A escalada no universo da alta performance foi rápida e, desde então,aforça da mente e a força do corpo nunca mais trabalharam separadas. “Já dizia Nietzsche: “demore o tempo que for para decidir o que você quer da vida e, depois que decidir, não recue ante nenhum pretexto, porque o mundo tentará te dissuadir.” Eu achei a minha praia e não pretendo abandonar tão cedo”, afirma.
Títulos
Colecionador de títulos, Júlio contabiliza 45 vitórias individuais, 12 por equipe e 4 internacionais. O carioca é também campeão sul-americano de powerlifting, campeão mundial de levantamento terra, campeão sul-americano de levantamento terra estreante e open, além de vencedor de 31 títulos nacionais, de 11 prêmios por coeficiente (peso levantado vs peso corporal) e de 3 prêmios como atleta de destaque. Pensa que acabou? Júlio é também recordista mundial (3 quebras), sul-americano (4 quebras) e brasileiro (22 quebras).
“Penso que o treino e a rotina são fundamentais. Não importa o nível de dificuldade, isso vale de pessoa para pessoa. O importante é a sensação de superação e busca de objetivos. Antes de ser atleta, eu achava que os praticantes de halterofilismo eram pessoas vazias, que se preocupavam apenas com o corpo. Hoje percebo que eu estava enganado. Levantamento de peso vai muito além do ego”, afirma o atleta que, recentemente, ingressou também no universo das palestras motivacionais.
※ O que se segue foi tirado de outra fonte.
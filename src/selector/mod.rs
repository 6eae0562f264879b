//! Selection controller: latency smoothing, hysteresis and the
//! connect/switch/disconnect state machine
//!
//! The controller is the single writer of the active tunnel. A switch is a
//! critical section behind one async mutex; no two switches can overlap and
//! no path out of a switch leaves the machine in `Switching`.

use crate::assemble::{self, RoutePolicy};
use crate::engine::{CaptureInterface, TunnelEngine};
use crate::model::ServerRecord;
use crate::store::StoreHandle;
use crate::{Error, Result};
use parking_lot::RwLock;
use std::sync::Arc;
use tokio::sync::Mutex;
use tracing::{info, warn};
use uuid::Uuid;

/// Tunnel connection state
#[derive(Debug, Clone, Copy, PartialEq, Eq)]
pub enum ConnState {
    Disconnected,
    Connecting,
    Connected,
    Switching,
}

/// Knobs of the switch decision
#[derive(Debug, Clone, Copy)]
pub struct SelectionPolicy {
    pub auto_switch: bool,
    /// Required strict improvement of the candidate over the active server.
    pub min_ping_threshold_ms: u32,
}

impl Default for SelectionPolicy {
    fn default() -> Self {
        SelectionPolicy {
            auto_switch: true,
            min_ping_threshold_ms: 20,
        }
    }
}

/// Pick the best candidate: lowest smoothed ping, name as the deterministic
/// tie-break. Unreachable and never-probed records are out.
pub fn pick_candidate(records: &[ServerRecord]) -> Option<&ServerRecord> {
    records
        .iter()
        .filter(|r| r.measured.selectable())
        .min_by(|a, b| {
            a.measured
                .smoothed_ping_ms
                .cmp(&b.measured.smoothed_ping_ms)
                .then_with(|| a.name.cmp(&b.name))
        })
}

/// Hysteresis gate. `active_ping == None` means there is no usable active
/// server and the gate is open; otherwise the candidate must beat the active
/// ping by strictly more than the threshold.
pub fn should_switch(
    policy: &SelectionPolicy,
    active_ping: Option<u32>,
    candidate_ping: u32,
) -> bool {
    if !policy.auto_switch {
        return false;
    }
    match active_ping {
        None => true,
        Some(active) => active.saturating_sub(candidate_ping) > policy.min_ping_threshold_ms,
    }
}

struct ActiveState {
    conn: ConnState,
    active_id: Option<Uuid>,
}

/// Drives which server the tunnel uses
pub struct SelectionController {
    store: StoreHandle,
    engine: Arc<dyn TunnelEngine>,
    capture: CaptureInterface,
    policy: RwLock<SelectionPolicy>,
    route_policy: Arc<RwLock<RoutePolicy>>,
    state: Mutex<ActiveState>,
}

impl SelectionController {
    pub fn new(
        store: StoreHandle,
        engine: Arc<dyn TunnelEngine>,
        capture: CaptureInterface,
        policy: SelectionPolicy,
        route_policy: Arc<RwLock<RoutePolicy>>,
    ) -> Self {
        SelectionController {
            store,
            engine,
            capture,
            policy: RwLock::new(policy),
            route_policy,
            state: Mutex::new(ActiveState {
                conn: ConnState::Disconnected,
                active_id: None,
            }),
        }
    }

    pub async fn state(&self) -> ConnState {
        self.state.lock().await.conn
    }

    pub async fn active_server(&self) -> Option<Uuid> {
        self.state.lock().await.active_id
    }

    pub fn set_policy(&self, policy: SelectionPolicy) {
        *self.policy.write() = policy;
    }

    /// Run the decision procedure once, after a completed probe batch.
    /// Returns the server switched to, if a switch happened.
    pub async fn evaluate(&self) -> Result<Option<Uuid>> {
        let records = self.store.records_by_ping().await?;
        let Some(candidate) = pick_candidate(&records).cloned() else {
            return Ok(None);
        };

        let mut state = self.state.lock().await;

        if state.active_id == Some(candidate.id) {
            return Ok(None);
        }

        // A deleted or unreachable active server opens the gate: failover
        // beats hysteresis.
        let active_ping = match state.active_id {
            Some(id) => records
                .iter()
                .find(|r| r.id == id)
                .filter(|r| r.measured.selectable())
                .map(|r| r.measured.smoothed_ping_ms),
            None => None,
        };

        let policy = *self.policy.read();
        if !should_switch(&policy, active_ping, candidate.measured.smoothed_ping_ms) {
            return Ok(None);
        }

        info!(
            candidate = %candidate.name,
            candidate_ping = candidate.measured.smoothed_ping_ms,
            active_ping = ?active_ping,
            "switching active server"
        );
        self.switch_locked(&mut state, candidate.clone()).await?;
        Ok(Some(candidate.id))
    }

    /// Explicitly connect to one server, switching away from any active one.
    pub async fn connect(&self, id: Uuid) -> Result<()> {
        let record = self
            .store
            .get_record(id)
            .await?
            .ok_or_else(|| Error::store(format!("no such record: {}", id)))?;
        let mut state = self.state.lock().await;
        self.switch_locked(&mut state, record).await
    }

    /// Tear down the active tunnel.
    pub async fn disconnect(&self) -> Result<()> {
        let mut state = self.state.lock().await;
        if state.conn != ConnState::Disconnected {
            self.engine.stop().await?;
        }
        state.conn = ConnState::Disconnected;
        state.active_id = None;
        Ok(())
    }

    /// Guarded transition: tear down, start the target, only then mark
    /// connected. One rollback attempt on failure, Disconnected if that
    /// fails too.
    async fn switch_locked(&self, state: &mut ActiveState, target: ServerRecord) -> Result<()> {
        let previous = state.active_id;
        state.conn = if state.conn == ConnState::Connected {
            ConnState::Switching
        } else {
            ConnState::Connecting
        };

        if state.conn == ConnState::Switching {
            if let Err(e) = self.engine.stop().await {
                warn!(error = %e, "stopping active tunnel failed, continuing switch");
            }
            state.conn = ConnState::Connecting;
        }

        let route_policy = self.route_policy.read().clone();
        let config = match assemble::assemble(&target, &route_policy) {
            Ok(c) => c,
            Err(e) => {
                state.conn = ConnState::Disconnected;
                state.active_id = None;
                return Err(e);
            }
        };

        match self.engine.start(&config, &self.capture).await {
            Ok(()) => {
                state.conn = ConnState::Connected;
                state.active_id = Some(target.id);
                info!(server = %target.name, "tunnel connected");
                Ok(())
            }
            Err(start_err) => {
                warn!(server = %target.name, error = %start_err, "tunnel start failed");
                if let Some(prev_id) = previous {
                    if self.rollback(state, prev_id).await {
                        return Err(Error::tunnel_start(format!(
                            "switch to '{}' failed, rolled back: {}",
                            target.name, start_err
                        )));
                    }
                }
                state.conn = ConnState::Disconnected;
                state.active_id = None;
                Err(Error::tunnel_start(format!(
                    "connection failed: {}",
                    start_err
                )))
            }
        }
    }

    async fn rollback(&self, state: &mut ActiveState, prev_id: Uuid) -> bool {
        let Ok(Some(prev)) = self.store.get_record(prev_id).await else {
            return false;
        };
        let route_policy = self.route_policy.read().clone();
        let Ok(config) = assemble::assemble(&prev, &route_policy) else {
            return false;
        };
        match self.engine.start(&config, &self.capture).await {
            Ok(()) => {
                state.conn = ConnState::Connected;
                state.active_id = Some(prev_id);
                info!(server = %prev.name, "rolled back to previous server");
                true
            }
            Err(e) => {
                warn!(error = %e, "rollback failed");
                false
            }
        }
    }
}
Se a Curitiba de 2018 fosse a Atenas de 600 a.C., Júlio seria como um misto dos mitológicos Hércules (pela força) e Édipo (pela inteligência). Quase como um herói dos nossos tempos, Júlio só se difere dos Olímpicos por um simples detalhe, que felizmente, prova que o “Übermensch”, ou “Super-Homem” de Nietzche, ainda é gente como a gente. “Vez ou outra eu cedo a alguns caprichos, dou uma escapulida e me jogo numa feijoada”, brinca.